Walter Broccoli, représentant de FO, a lui aussi prévenu que le président ne sera "pas reçu les bras ouverts comme il l'avait été en février 2012". À l'époque, dans la dernière ligne droite de la présidentielle, le candidat PS avait reçu un accueil triomphal. Juché sur le toit d'une camionnette, il s'était bien gardé de promettre explicitement la sauvegarde des hauts-fourneaux, mais s'était engagé à proposer une loi pour qu'une "grande firme qui ne veut plus d'une unité de production" soit obligée de trouver des repreneurs. Ce texte - une proposition de loi -, qui doit être voté à l'Assemblée nationale le 1er octobre, avant d'être examiné par le Sénat, se limite finalement à une simple obligation de recherche d'un repreneur.
"Échange sans intermédiaires et sans tabous"
Ce jeudi, François Hollande doit rencontrer rapidement la direction d'ArcelorMittal avant une table ronde, à huis clos, avec les organisations syndicales, prévue pour durer une heure et demie. Pour le chef de l'État, il s'agit d'avoir un "échange sans intermédiaires et sans tabous", a indiqué son entourage. "La réunion sera consacrée à l'avenir de l'entreprise et de ses salariés" mais il est aussi "assez probable" qu'il y ait "un retour sur images. Ce n'est pas parce que les choses se stabilisent maintenant qu'elles n'ont pas été problématiques il y a quelques mois", ont souligné des conseillers de François Hollande.

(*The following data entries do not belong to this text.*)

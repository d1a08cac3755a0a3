mod config;
mod report;
mod server;

use std::path::{Path, PathBuf};

use anyhow::{Context, Result};
use clap::{Parser, Subcommand};
use ra_core::{
    CONSTANTS, CoherenceLevel, PHI_BANDS, compute_multiwave_coherence, export_json,
    frequency_to_band, is_coherence_stable, is_phi_ratio, material_by_name, normalize_coherence,
};
use rmcp::{ServiceExt, transport::stdio};
use serde_json::json;

use crate::config::Settings;

#[derive(Parser)]
#[command(name = "ra", about = "Golden-ratio band and coherence classifier CLI and MCP server")]
struct Cli {
    /// Settings file (TOML). Falls back to $RA_CONFIG.
    #[arg(long, global = true)]
    config: Option<PathBuf>,

    /// Enable verbose debug output
    #[arg(long, global = true)]
    verbose: bool,

    /// Print machine-readable JSON
    #[arg(long, global = true)]
    json: bool,

    #[command(subcommand)]
    command: Commands,
}

#[derive(Subcommand)]
enum Commands {
    /// Start MCP server on stdio transport
    Serve,

    /// List every named constant
    Constants,

    /// List the five φ bands
    Bands,

    /// Classify a frequency into its φ band
    Band {
        /// Frequency in Hz
        #[arg(allow_negative_numbers = true)]
        frequency: f64,
    },

    /// Classify a coherence value in [0, 1]
    Classify {
        #[arg(allow_negative_numbers = true)]
        value: f64,
    },

    /// Rescale a value from [min, max] into [0, 1]
    Normalize {
        #[arg(allow_negative_numbers = true)]
        value: f64,
        #[arg(allow_negative_numbers = true)]
        min: f64,
        #[arg(allow_negative_numbers = true)]
        max: f64,
    },

    /// Check whether a coherence series is stable
    Stable {
        #[arg(allow_negative_numbers = true)]
        values: Vec<f64>,

        /// Maximum standard deviation (overrides settings)
        #[arg(long)]
        threshold: Option<f64>,
    },

    /// Check whether two values are in golden ratio
    PhiRatio {
        a: f64,
        b: f64,

        /// Allowed deviation from φ (overrides settings)
        #[arg(long)]
        tolerance: Option<f64>,
    },

    /// Look up a material by name (case-insensitive)
    Material { name: String },

    /// Weighted multi-band coherence from per-band amplitude and phase
    Coherence {
        /// BAND=amplitude, repeatable
        #[arg(long = "amplitude", value_parser = parse_band_value)]
        amplitudes: Vec<(String, f64)>,

        /// BAND=phase in radians, repeatable
        #[arg(long = "phase", value_parser = parse_band_value)]
        phases: Vec<(String, f64)>,

        /// Reference phase in radians (overrides settings)
        #[arg(long, allow_negative_numbers = true)]
        reference_phase: Option<f64>,
    },

    /// Write the full catalog as JSON
    Export {
        /// Output file path
        path: PathBuf,
    },
}

fn parse_band_value(s: &str) -> std::result::Result<(String, f64), String> {
    let (name, value) = s
        .split_once('=')
        .ok_or_else(|| format!("expected BAND=value, got '{s}'"))?;
    let value: f64 = value
        .trim()
        .parse()
        .map_err(|e| format!("invalid number in '{s}': {e}"))?;
    Ok((name.to_string(), value))
}

fn init_tracing(verbose: bool) {
    use tracing_subscriber::EnvFilter;

    let filter = if verbose {
        EnvFilter::new("debug")
    } else {
        EnvFilter::from_default_env().add_directive(tracing::Level::WARN.into())
    };

    tracing_subscriber::fmt()
        .with_env_filter(filter)
        .with_writer(std::io::stderr)
        .with_ansi(false)
        .init();
}

fn print_json(value: &serde_json::Value) -> Result<()> {
    println!(
        "{}",
        serde_json::to_string_pretty(value).context("failed to serialize output")?
    );
    Ok(())
}

#[tokio::main]
async fn main() -> Result<()> {
    let cli = Cli::parse();
    init_tracing(cli.verbose);
    let settings = Settings::load(cli.config.as_deref())?;

    match &cli.command {
        Commands::Serve => cmd_serve(settings).await,
        Commands::Constants => cmd_constants(&cli),
        Commands::Bands => cmd_bands(&cli),
        Commands::Band { frequency } => cmd_band(&cli, *frequency),
        Commands::Classify { value } => cmd_classify(&cli, *value),
        Commands::Normalize { value, min, max } => cmd_normalize(&cli, *value, *min, *max),
        Commands::Stable { values, threshold } => {
            cmd_stable(&cli, values, threshold.unwrap_or(settings.stability_threshold))
        }
        Commands::PhiRatio { a, b, tolerance } => {
            cmd_phi_ratio(&cli, *a, *b, tolerance.unwrap_or(settings.phi_tolerance))
        }
        Commands::Material { name } => cmd_material(&cli, name),
        Commands::Coherence {
            amplitudes,
            phases,
            reference_phase,
        } => cmd_coherence(
            &cli,
            amplitudes,
            phases,
            reference_phase.unwrap_or(settings.reference_phase),
        ),
        Commands::Export { path } => cmd_export(path),
    }
}

async fn cmd_serve(settings: Settings) -> Result<()> {
    tracing::info!(?settings, "starting MCP server");
    let server = server::RaServer::new(settings);
    // On stdio, a failed handshake means the client hung up before initialize.
    let service = match server.serve(stdio()).await {
        Ok(service) => service,
        Err(e) => {
            tracing::warn!("MCP session closed before initialization: {e}");
            return Ok(());
        }
    };
    service.waiting().await?;
    tracing::info!("MCP server stopped");
    Ok(())
}

fn cmd_constants(cli: &Cli) -> Result<()> {
    if cli.json {
        return print_json(&report::constants_json(CONSTANTS));
    }
    for c in CONSTANTS {
        let unit = if c.unit.is_empty() {
            String::new()
        } else {
            format!(" {}", c.unit)
        };
        println!("{:<22} {:<22}{unit}  {}", c.name, c.value, c.description);
    }
    Ok(())
}

fn cmd_bands(cli: &Cli) -> Result<()> {
    if cli.json {
        let bands: Vec<_> = PHI_BANDS.iter().map(report::band_json).collect();
        return print_json(&json!(bands));
    }
    for band in &PHI_BANDS {
        let (lower, upper) = band.frequency_range();
        println!(
            "{:<6} k={:>2}  f={:.6} Hz  range=[{lower:.6}, {upper:.6})  weight={:.6}",
            band.name, band.index, band.frequency, band.weight
        );
    }
    Ok(())
}

fn cmd_band(cli: &Cli, frequency: f64) -> Result<()> {
    let band = frequency_to_band(frequency);
    tracing::debug!(frequency, band = band.name, "classified frequency");
    if cli.json {
        return print_json(&report::classification_json(frequency, band));
    }
    println!("{} ({})", band.name, band.description);
    Ok(())
}

fn cmd_classify(cli: &Cli, value: f64) -> Result<()> {
    let level = CoherenceLevel::classify(value)?;
    tracing::debug!(value, %level, "classified coherence");
    if cli.json {
        return print_json(&report::level_json(value, level));
    }
    println!("{level}");
    Ok(())
}

fn cmd_normalize(cli: &Cli, value: f64, min: f64, max: f64) -> Result<()> {
    let normalized = normalize_coherence(value, min, max)?;
    if cli.json {
        return print_json(&json!({ "value": value, "normalized": normalized }));
    }
    println!("{normalized}");
    Ok(())
}

fn cmd_stable(cli: &Cli, values: &[f64], threshold: f64) -> Result<()> {
    let stable = is_coherence_stable(values, threshold);
    if cli.json {
        return print_json(&report::stability_json(values, threshold, stable));
    }
    println!("{}", if stable { "stable" } else { "unstable" });
    Ok(())
}

fn cmd_phi_ratio(cli: &Cli, a: f64, b: f64, tolerance: f64) -> Result<()> {
    let matches = is_phi_ratio(a, b, tolerance);
    if cli.json {
        return print_json(&json!({ "a": a, "b": b, "tolerance": tolerance, "phi_ratio": matches }));
    }
    println!("{matches}");
    Ok(())
}

fn cmd_material(cli: &Cli, name: &str) -> Result<()> {
    let material = material_by_name(name)?;
    if cli.json {
        return print_json(&report::material_json(material));
    }
    println!("material:       {}", material.name);
    println!("frequency:      {} Hz", material.frequency);
    println!("alpha_affinity: {}", material.alpha_affinity);
    println!("conductivity:   {}", material.conductivity);
    Ok(())
}

fn cmd_coherence(
    cli: &Cli,
    amplitudes: &[(String, f64)],
    phases: &[(String, f64)],
    reference_phase: f64,
) -> Result<()> {
    let amplitudes = report::canonical_band_map(amplitudes.iter().cloned())?;
    let phases = report::canonical_band_map(phases.iter().cloned())?;
    let coherence = compute_multiwave_coherence(&amplitudes, &phases, reference_phase);
    let level = CoherenceLevel::classify(coherence)?;
    tracing::debug!(coherence, %level, reference_phase, "multiwave coherence");

    if cli.json {
        return print_json(&report::multiwave_json(
            coherence,
            level,
            &amplitudes,
            &phases,
            reference_phase,
        ));
    }
    println!("coherence: {coherence:.6}");
    println!("level:     {level}");
    Ok(())
}

fn cmd_export(path: &Path) -> Result<()> {
    let json = export_json().context("failed to serialize catalog")?;
    std::fs::write(path, &json).with_context(|| format!("failed to write {}", path.display()))?;
    println!("exported to {}", path.display());
    Ok(())
}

Après l'arrêt, en avril, des hauts-fourneaux de Florange qui a touché 629 des quelque 2 500 salariés du site, FO avait déposé devant l'usine une stèle dénonçant la "trahison" de François Hollande.

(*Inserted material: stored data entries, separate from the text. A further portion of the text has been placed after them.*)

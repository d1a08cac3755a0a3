//! Harmonic resonance constants and classifiers.
//!
//! A fixed catalog of golden-ratio powers, Schumann modes, pitch standards
//! and material resonances, plus classification over two scales: frequency
//! (five φ-spaced bands centred on φ⁻²..φ²) and coherence (five levels over
//! [0, 1]). Multi-band coherence combines per-band amplitude and phase using
//! the φ band weights.
//!
//! Zero I/O. Every table is immutable and every function is pure.

pub mod bands;
pub mod catalog;
pub mod constants;
pub mod error;
pub mod frequencies;
pub mod material;
pub mod multiwave;
pub mod phi;
pub mod thresholds;

pub use bands::{
    PHI_BAND_CORE, PHI_BAND_FAST, PHI_BAND_RAPID, PHI_BAND_SLOW, PHI_BAND_ULTRA, PHI_BANDS,
    PhiBand, band_frequency_range, frequency_to_band, try_frequency_to_band,
};
pub use catalog::{CATALOG_VERSION, CONSTANTS, NamedConstant, constant_by_name, export_json};
pub use constants::{
    E, EPSILON, PHI, PHI_INVERSE, PHI_NEG1, PHI_NEG2, PHI_NEG3, PHI_NEG4, PHI_SQUARED, PI,
    SQRT_2, SQRT_3, SQRT_5, TAU,
};
pub use error::{RaError, Result};
pub use frequencies::{
    A432, A440, SCHUMANN_2ND, SCHUMANN_3RD, SCHUMANN_4TH, SCHUMANN_5TH, SCHUMANN_FUNDAMENTAL,
    SCHUMANN_HARMONICS, SOLFEGGIO_FA, SOLFEGGIO_FREQUENCIES, SOLFEGGIO_LA, SOLFEGGIO_MI,
    SOLFEGGIO_RE, SOLFEGGIO_SOL, SOLFEGGIO_UT, cents_difference, harmonic_of, octave_of,
};
pub use material::{MATERIALS, MaterialEntry, material_by_name};
pub use multiwave::compute_multiwave_coherence;
pub use phi::{DEFAULT_PHI_TOLERANCE, fibonacci_ratio, is_phi_ratio, phi_power};
pub use thresholds::{
    CoherenceBand, CoherenceLevel, DEFAULT_STABILITY_THRESHOLD, HIGH_COHERENCE, LOW_COHERENCE,
    MEDIUM_COHERENCE, MINIMUM_COHERENCE, coherence_delta, is_coherence_stable,
    normalize_coherence,
};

Depuis, un accord entre le groupe et le gouvernement est intervenu, selon lequel le groupe ArcelorMittal s'est engagé à investir 180 millions d'euros sur le site sur cinq ans.

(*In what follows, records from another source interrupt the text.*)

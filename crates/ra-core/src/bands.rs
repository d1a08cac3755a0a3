//! The five φ bands.
//!
//! Band k (k ∈ -2..=2) is centred on φᵏ Hz and spans the geometric-mean
//! interval [φ^(k-½), φ^(k+½)). Weights fall off as φ^-|k| around CORE, so
//! ±1 share weight 1/φ and ±2 share 1/φ².

use serde::Serialize;

use crate::constants::{PHI, PHI_INVERSE, PHI_NEG2, PHI_SQUARED, TAU};
use crate::error::{RaError, Result};

/// A named band on the φ-spaced frequency ladder.
#[derive(Clone, Copy, Debug, PartialEq, Serialize)]
pub struct PhiBand {
    pub index: i32,
    pub name: &'static str,
    pub description: &'static str,
    /// φ^index (Hz)
    pub frequency: f64,
    /// 1 / frequency (s)
    pub period: f64,
    /// 2π · frequency (rad/s)
    pub angular_frequency: f64,
    /// φ^-|index|
    pub weight: f64,
}

impl PhiBand {
    const fn new(
        index: i32,
        name: &'static str,
        description: &'static str,
        frequency: f64,
        weight: f64,
    ) -> Self {
        Self {
            index,
            name,
            description,
            frequency,
            period: 1.0 / frequency,
            angular_frequency: TAU * frequency,
            weight,
        }
    }

    /// Geometric-mean boundaries `(φ^(k-½), φ^(k+½))`.
    ///
    /// The upper bound of band k and the lower bound of band k+1 are both
    /// φ^(k+½), so adjacent ranges meet without gaps.
    pub fn frequency_range(&self) -> (f64, f64) {
        let k = f64::from(self.index);
        (PHI.powf(k - 0.5), PHI.powf(k + 0.5))
    }

    /// Half-open membership test against [`Self::frequency_range`].
    pub fn contains(&self, freq_hz: f64) -> bool {
        let (lower, upper) = self.frequency_range();
        lower <= freq_hz && freq_hz < upper
    }

    /// Exact lookup by band index.
    pub fn from_index(k: i32) -> Result<&'static PhiBand> {
        PHI_BANDS.iter().find(|b| b.index == k).ok_or_else(|| {
            RaError::InvalidArgument(format!("band index must be in -2..=2, got {k}"))
        })
    }

    /// Lookup by band name (`ULTRA`, `SLOW`, ...), ignoring case and
    /// surrounding whitespace.
    pub fn by_name(name: &str) -> Option<&'static PhiBand> {
        PHI_BANDS
            .iter()
            .find(|b| b.name.eq_ignore_ascii_case(name.trim()))
    }
}

pub const PHI_BAND_ULTRA: PhiBand = PhiBand::new(
    -2,
    "ULTRA",
    "ultra-slow φ⁻² cycle, long-horizon drift",
    PHI_NEG2,
    PHI_NEG2,
);
pub const PHI_BAND_SLOW: PhiBand = PhiBand::new(
    -1,
    "SLOW",
    "slow φ⁻¹ cycle, sustained trends",
    PHI_INVERSE,
    PHI_INVERSE,
);
pub const PHI_BAND_CORE: PhiBand =
    PhiBand::new(0, "CORE", "unit cycle, primary rhythm", 1.0, 1.0);
pub const PHI_BAND_FAST: PhiBand = PhiBand::new(
    1,
    "FAST",
    "fast φ cycle, short-term fluctuation",
    PHI,
    PHI_INVERSE,
);
pub const PHI_BAND_RAPID: PhiBand = PhiBand::new(
    2,
    "RAPID",
    "rapid φ² cycle, transient detail",
    PHI_SQUARED,
    PHI_NEG2,
);

/// All five bands in ascending index order.
pub static PHI_BANDS: [PhiBand; 5] = [
    PHI_BAND_ULTRA,
    PHI_BAND_SLOW,
    PHI_BAND_CORE,
    PHI_BAND_FAST,
    PHI_BAND_RAPID,
];

/// Free-function form of [`PhiBand::frequency_range`].
pub fn band_frequency_range(band: &PhiBand) -> (f64, f64) {
    band.frequency_range()
}

/// Classify a frequency into its φ band, saturating at both ends.
///
/// Anything below ULTRA's lower bound (NaN included) is ULTRA; anything at or
/// above RAPID's upper bound is RAPID.
pub fn frequency_to_band(freq_hz: f64) -> &'static PhiBand {
    let (floor, _) = PHI_BANDS[0].frequency_range();
    if freq_hz.is_nan() || freq_hz < floor {
        return &PHI_BANDS[0];
    }
    PHI_BANDS
        .iter()
        .find(|b| b.contains(freq_hz))
        .unwrap_or(&PHI_BANDS[PHI_BANDS.len() - 1])
}

/// Strict classification: out-of-range or NaN frequencies are an error
/// instead of being clamped to the nearest extreme band.
pub fn try_frequency_to_band(freq_hz: f64) -> Result<&'static PhiBand> {
    PHI_BANDS.iter().find(|b| b.contains(freq_hz)).ok_or_else(|| {
        let (floor, _) = PHI_BANDS[0].frequency_range();
        let (_, ceiling) = PHI_BANDS[PHI_BANDS.len() - 1].frequency_range();
        RaError::InvalidArgument(format!(
            "frequency {freq_hz} Hz outside φ band range [{floor}, {ceiling})"
        ))
    })
}
/// Golden ratio: (1 + √5) / 2
pub const PHI: f64 = 1.618_033_988_749_895;

/// Inverse golden ratio: 1/φ = φ - 1
pub const PHI_INVERSE: f64 = 0.618_033_988_749_894_9;

/// φ² = φ + 1
pub const PHI_SQUARED: f64 = 2.618_033_988_749_895;

/// φ⁻¹
pub const PHI_NEG1: f64 = PHI_INVERSE;

/// φ⁻² = 2 - φ
pub const PHI_NEG2: f64 = 0.381_966_011_250_105_1;

/// φ⁻³ = √5 - 2
pub const PHI_NEG3: f64 = 0.236_067_977_499_789_8;

/// φ⁻⁴ = (7 - 3√5) / 2
pub const PHI_NEG4: f64 = 0.145_898_033_750_315_3;

pub const SQRT_2: f64 = std::f64::consts::SQRT_2;

pub const SQRT_3: f64 = 1.732_050_807_568_877_2;

pub const SQRT_5: f64 = 2.236_067_977_499_79;

pub const PI: f64 = std::f64::consts::PI;

/// τ = 2π
pub const TAU: f64 = std::f64::consts::TAU;

/// Euler's number
pub const E: f64 = std::f64::consts::E;

/// Numerical epsilon for near-zero comparisons
pub const EPSILON: f64 = 1e-10;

Le président, qui avait alors promis de retourner à Florange, arrive avec cette fois dans son escarcelle un pacte État-Région (2014-2016) prévoyant 300 millions d'euros d'investissements pour des projets lorrains innovants. Sur cette enveloppe, 33 millions, dont 15 de l'État, seront consacrés au site d'Arcelor pour le développement d'une technologie de production d'acier faiblement émettrice de CO2 baptisée Lis (Low impact steel).
Arnaud Montebourg, qui l'automne dernier avait menacé de démissionner après le refus par l'exécutif de son projet de nationalisation temporaire de Florange, sera le grand absent de ce déplacement. Officiellement, le ministre du Redressement productif est retenu par une réunion à Bruxelles. Mais il y a quelques jours, l'intéressé avait tout bonnement indiqué qu'il n'était "pas du tout au courant" de la visite présidentielle, signifiant ainsi qu'il n'était pas invité à accompagner le chef de l'État. La ministre de la Culture Aurélie Filippetti, élue de la région, la suivra elle de bout en bout.